**Action item**
Give back, unchanged, the lines from the one containing "tokio::time::sleep(std::time::Duration::from_millis(10)).await;" to the end of the listing, inclusive of both.

---+---

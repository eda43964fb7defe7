// SPDX-License-Identifier: MPL-2.0
//! Diagnostics for the image loading lifecycle.
//!
//! Components log typed events through a cheap, cloneable
//! [`DiagnosticsHandle`]. The host owns a [`DiagnosticsCollector`] that drains
//! them into a memory-bounded [`CircularBuffer`] and can export the history
//! as JSON.
//!
//! Logging never blocks: when the channel is full or nobody collects, events
//! are dropped.

mod buffer;
mod collector;
mod events;

pub use crate::domain::BufferCapacity;
pub use buffer::CircularBuffer;
pub use collector::{DiagnosticReport, DiagnosticsCollector, DiagnosticsHandle, SerializableEvent};
pub use events::{CancelReason, DiagnosticEvent, DiagnosticEventKind};
// SPDX-License-Identifier: MPL-2.0
//! End-to-end load cycles of the lazy image component, driven by messages
//! the way the runtime would deliver them.

use std::thread;
use std::time::{Duration, Instant};

use approx::assert_abs_diff_eq;
use iced::widget::image::Handle;
use iced_lazy_img::diagnostics::{CancelReason, DiagnosticEventKind, DiagnosticsCollector, DiagnosticsHandle};
use iced_lazy_img::domain::FadeDuration;
use iced_lazy_img::error::LoadError;
use iced_lazy_img::ui::lazy_image::{
    assemble, AspectRatio, Completeness, ContentKind, Effect, ImageSource, Indicator, LayerPhase, Loader,
    ImageLayer, LoaderSettings, Loading, Message, Options, Probe, SlotIndex, State,
};

fn loader() -> Loader {
    Loader::new(LoaderSettings::default()).expect("client should build")
}

fn pixel() -> Handle {
    Handle::from_rgba(1, 1, vec![255; 4])
}

fn mount(options: Options) -> State {
    let (state, _task) = State::new(options.loading(Loading::Eager), loader(), DiagnosticsHandle::default());
    state
}

fn set_src(state: &mut State, src: &str) {
    let _ = state.update(Message::SourceChanged(Some(ImageSource::from_src(src))));
}

fn load_event(state: &mut State, url: &str, width: u32, height: u32, completeness: &Completeness) -> Effect {
    state
        .update(Message::Loaded {
            load_id: state.load_id(),
            result: Ok(Probe {
                natural_width: width,
                natural_height: height,
                current_src: url.to_string(),
                completeness: completeness.clone(),
            }),
        })
        .0
}

fn displayed_layer(state: &State) -> Option<ImageLayer> {
    assemble(state, false)
        .images
        .into_iter()
        .find(|layer| layer.phase == LayerPhase::Loaded)
}

fn short_fades(options: Options) -> Options {
    options
        .image_fade(FadeDuration::from_millis(40))
        .content_fade(FadeDuration::from_millis(40))
}

/// Delivers frames the way the runtime does while the component asks for them.
fn settle(state: &mut State) {
    thread::sleep(Duration::from_millis(60));
    let _ = state.update(Message::Frame(Instant::now()));
}

fn slot_src(state: &State, index: SlotIndex) -> Option<String> {
    state
        .slots()
        .get(index)
        .and_then(|slot| slot.source.src().map(str::to_string))
}

#[test]
fn placeholder_is_shown_on_mount_without_loading() {
    let state = mount(Options::new().placeholder_src("p.jpg"));

    assert_eq!(slot_src(&state, SlotIndex::Second).as_deref(), Some("p.jpg"));
    assert!(state.slots().get(SlotIndex::First).is_none());
    assert!(!state.is_loading());
    assert!(!state.has_error());
}

#[test]
fn load_then_poll_promotes_the_waiting_slot() {
    let mut state = mount(Options::new().placeholder_src("p.jpg"));

    set_src(&mut state, "a.jpg");
    assert!(state.is_loading());
    assert_eq!(slot_src(&state, SlotIndex::First).as_deref(), Some("a.jpg"));

    let completeness = Completeness::pending();
    assert_eq!(load_event(&mut state, "a.jpg", 200, 100, &completeness), Effect::None);
    assert_abs_diff_eq!(state.natural_ratio().value(), 0.5, epsilon = 1e-4);
    assert!(state.is_polling());

    // Still decoding: the tick changes nothing.
    assert_eq!(state.update(Message::PollTick).0, Effect::None);
    assert!(state.is_loading());

    completeness.complete(pixel());
    let (effect, _) = state.update(Message::PollTick);

    assert_eq!(effect, Effect::Loaded { url: "a.jpg".to_string() });
    assert!(!state.is_loading());
    assert!(!state.is_polling());
    assert_eq!(state.slots().waiting(), SlotIndex::Second);
    assert!(state.slots().get(SlotIndex::Second).is_none());
    assert_eq!(slot_src(&state, SlotIndex::First).as_deref(), Some("a.jpg"));
}

#[test]
fn failed_load_clears_both_slots_and_shows_error_content() {
    let mut state = mount(Options::new().placeholder_src("p.jpg"));
    set_src(&mut state, "bad.jpg");

    let (effect, _) = state.update(Message::Loaded {
        load_id: state.load_id(),
        result: Err(LoadError::NotFound("bad.jpg".to_string())),
    });

    assert_eq!(effect, Effect::Failed(LoadError::NotFound("bad.jpg".to_string())));
    assert!(state.slots().is_empty());
    assert!(!state.is_loading());
    assert!(state.has_error());

    let tree = assemble(&state, false);
    assert!(tree.images.is_empty());
    assert!(matches!(tree.content.kind, ContentKind::Content { error: true }));
}

#[test]
fn source_change_mid_poll_drops_the_old_image() {
    let mut collector = DiagnosticsCollector::default();
    let (mut state, _) = State::new(
        Options::new().src("a.jpg").loading(Loading::Eager),
        loader(),
        collector.handle(),
    );

    let first = Completeness::pending();
    let _ = load_event(&mut state, "a.jpg", 200, 100, &first);
    assert!(state.is_polling());

    set_src(&mut state, "b.jpg");
    assert!(!state.is_polling());

    // a.jpg finishes decoding after it was replaced.
    first.complete(pixel());
    assert_eq!(state.update(Message::PollTick).0, Effect::None);
    assert!(state.is_loading());

    let second = Completeness::decoded(pixel());
    let effect = load_event(&mut state, "b.jpg", 100, 100, &second);
    assert_eq!(effect, Effect::Loaded { url: "b.jpg".to_string() });

    collector.process_pending();
    let ready: Vec<_> = collector
        .iter()
        .filter_map(|event| match &event.kind {
            DiagnosticEventKind::Ready { url, .. } => Some(url.clone()),
            _ => None,
        })
        .collect();
    assert_eq!(ready, vec!["b.jpg".to_string()]);
    assert!(collector.iter().any(|event| matches!(
        event.kind,
        DiagnosticEventKind::PollCancelled {
            reason: CancelReason::SourceChanged,
            ..
        }
    )));
}

#[test]
fn empty_source_clears_without_loading() {
    let mut state = mount(Options::new().src("a.jpg").placeholder_src("p.jpg"));
    assert!(state.is_loading());

    let _ = state.update(Message::SourceChanged(None));

    assert!(state.slots().is_empty());
    assert!(!state.is_loading());
    assert!(!state.has_error());
    assert!(state.source().is_none());
}

#[test]
fn no_success_is_reported_after_an_error() {
    let mut state = mount(Options::new().src("a.jpg"));
    let load_id = state.load_id();

    let completeness = Completeness::pending();
    let _ = load_event(&mut state, "a.jpg", 10, 10, &completeness);
    completeness.fail(LoadError::Decode("truncated".to_string()));

    let (effect, _) = state.update(Message::PollTick);
    assert_eq!(effect, Effect::Failed(LoadError::Decode("truncated".to_string())));

    // A duplicate result of the failed cycle arrives late.
    let (late, _) = state.update(Message::Loaded {
        load_id,
        result: Ok(Probe {
            natural_width: 10,
            natural_height: 10,
            current_src: "a.jpg".to_string(),
            completeness: Completeness::decoded(pixel()),
        }),
    });
    assert_eq!(late, Effect::None);
    assert!(state.has_error());
}

#[test]
fn new_source_after_error_recovers() {
    let mut state = mount(Options::new().src("bad.jpg"));
    let _ = state.update(Message::Loaded {
        load_id: state.load_id(),
        result: Err(LoadError::HttpStatus(404)),
    });
    assert!(state.has_error());

    set_src(&mut state, "a.jpg");
    assert!(!state.has_error());
    assert!(state.is_loading());

    let effect = load_event(&mut state, "a.jpg", 4, 3, &Completeness::decoded(pixel()));
    assert_eq!(effect, Effect::Loaded { url: "a.jpg".to_string() });
}

#[test]
fn late_completion_after_a_load_error_stays_silent() {
    let mut state = mount(Options::new().src("a.jpg"));
    let load_id = state.load_id();

    let completeness = Completeness::pending();
    let _ = load_event(&mut state, "a.jpg", 10, 10, &completeness);
    assert!(state.is_polling());

    let (effect, _) = state.update(Message::Loaded {
        load_id,
        result: Err(LoadError::Network("connection reset".to_string())),
    });
    assert_eq!(effect, Effect::Failed(LoadError::Network("connection reset".to_string())));
    assert!(!state.is_polling());

    // The decoder of the failed cycle finishes anyway.
    completeness.complete(pixel());
    let (late, _) = state.update(Message::PollTick);

    assert_eq!(late, Effect::None);
    assert!(!state.is_polling());
    assert!(state.has_error());
    assert!(state.slots().is_empty());
}

#[test]
fn loaded_image_fades_in_after_an_idle_period_without_spinner() {
    let mut state = mount(short_fades(Options::new().src("a.jpg").no_spinner(true)));
    assert!(state.is_animating());
    settle(&mut state);
    assert!(!state.is_animating());

    // No frames are requested while the decoder works.
    thread::sleep(Duration::from_millis(120));
    let effect = load_event(&mut state, "a.jpg", 10, 10, &Completeness::decoded(pixel()));
    assert_eq!(effect, Effect::Loaded { url: "a.jpg".to_string() });

    assert!(state.is_animating());
    assert_abs_diff_eq!(state.image_opacity(), 0.0);

    settle(&mut state);
    assert_abs_diff_eq!(state.image_opacity(), 1.0);
    assert_abs_diff_eq!(state.content_opacity(), 1.0);
    assert!(!state.is_animating());
    assert!(displayed_layer(&state).expect("loaded layer").is_visible());
}

#[test]
fn spinner_keeps_frames_coming_until_the_fades_finish() {
    let mut state = mount(short_fades(Options::new().src("a.jpg")));
    settle(&mut state);
    assert_abs_diff_eq!(state.content_opacity(), 1.0);
    // The spinner is still turning.
    assert!(state.is_animating());

    let completeness = Completeness::pending();
    let _ = load_event(&mut state, "a.jpg", 10, 10, &completeness);
    thread::sleep(Duration::from_millis(120));
    completeness.complete(pixel());
    let (effect, _) = state.update(Message::PollTick);
    assert_eq!(effect, Effect::Loaded { url: "a.jpg".to_string() });

    // Spinner gone, both fades start over.
    assert!(state.is_animating());
    assert_abs_diff_eq!(state.image_opacity(), 0.0);
    assert!(state.content_opacity() < 0.1);

    settle(&mut state);
    assert!(!state.is_animating());
    assert_abs_diff_eq!(state.image_opacity(), 1.0);
    assert!(displayed_layer(&state).expect("loaded layer").is_visible());
}

#[test]
fn render_tree_reserves_space_from_natural_ratio() {
    let mut state = mount(Options::new().src("a.jpg"));
    let _ = load_event(&mut state, "a.jpg", 200, 100, &Completeness::decoded(pixel()));

    let tree = assemble(&state, false);
    let filler = tree.filler.expect("ratio filler");
    assert_abs_diff_eq!(filler.padding_percent, 50.0, epsilon = 1e-4);
    assert_eq!(tree.images.len(), 1);
    assert_eq!(tree.images[0].phase, LayerPhase::Loaded);
    assert!(matches!(tree.content.kind, ContentKind::Content { error: false }));
}

#[test]
fn explicit_ratio_wins_over_natural_size() {
    let ratio = AspectRatio::new(2.0).expect("valid ratio");
    let mut state = mount(Options::new().src("a.jpg").ratio(ratio));
    let _ = load_event(&mut state, "a.jpg", 100, 300, &Completeness::decoded(pixel()));

    let filler = state.ratio_style().expect("ratio filler");
    assert_abs_diff_eq!(filler.padding_percent, 50.0, epsilon = 1e-4);
}

#[test]
fn spinner_shows_while_loading_unless_suppressed() {
    let state = mount(Options::new().src("a.jpg"));
    assert!(matches!(
        assemble(&state, false).content.kind,
        ContentKind::Loading(Indicator::Spinner { .. })
    ));
    assert!(matches!(
        assemble(&state, true).content.kind,
        ContentKind::Loading(Indicator::Custom)
    ));

    let quiet = mount(Options::new().src("a.jpg").no_spinner(true));
    assert!(matches!(
        assemble(&quiet, false).content.kind,
        ContentKind::Loading(Indicator::Nothing)
    ));
}

#[tokio::test]
async fn loader_probe_feeds_a_full_cycle() {
    let dir = tempfile::tempdir().expect("temp dir");
    let path = dir.path().join("a.png");
    image_rs::RgbaImage::from_pixel(8, 4, image_rs::Rgba([10, 20, 30, 255]))
        .save(&path)
        .expect("write png");
    let url = path.to_string_lossy().into_owned();

    let shared = loader();
    let (mut state, _) = State::new(
        Options::new().src(url.clone()).loading(Loading::Eager),
        shared.clone(),
        DiagnosticsHandle::default(),
    );

    let probe = shared
        .probe(iced_lazy_img::ui::lazy_image::LoadRequest {
            url: url.clone(),
            crossorigin: None,
        })
        .await
        .expect("probe should succeed");
    assert_eq!((probe.natural_width, probe.natural_height), (8, 4));

    let completeness = probe.completeness.clone();
    let mut effect = state
        .update(Message::Loaded {
            load_id: state.load_id(),
            result: Ok(probe),
        })
        .0;

    for _ in 0..200 {
        if effect != Effect::None {
            break;
        }
        tokio::time::sleep(std::time::Duration::from_millis(10)).await;
        effect = state.update(Message::PollTick).0;
    }

    assert!(completeness.is_complete());
    assert_eq!(effect, Effect::Loaded { url });
    assert_abs_diff_eq!(state.natural_ratio().value(), 0.5, epsilon = 1e-4);
}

---+---

**Task response**
        tokio::time::sleep(std::time::Duration::from_millis(10)).await;
        effect = state.update(Message::PollTick).0;
    }

    assert!(completeness.is_complete());
    assert_eq!(effect, Effect::Loaded { url });
    assert_abs_diff_eq!(state.natural_ratio().value(), 0.5, epsilon = 1e-4);
}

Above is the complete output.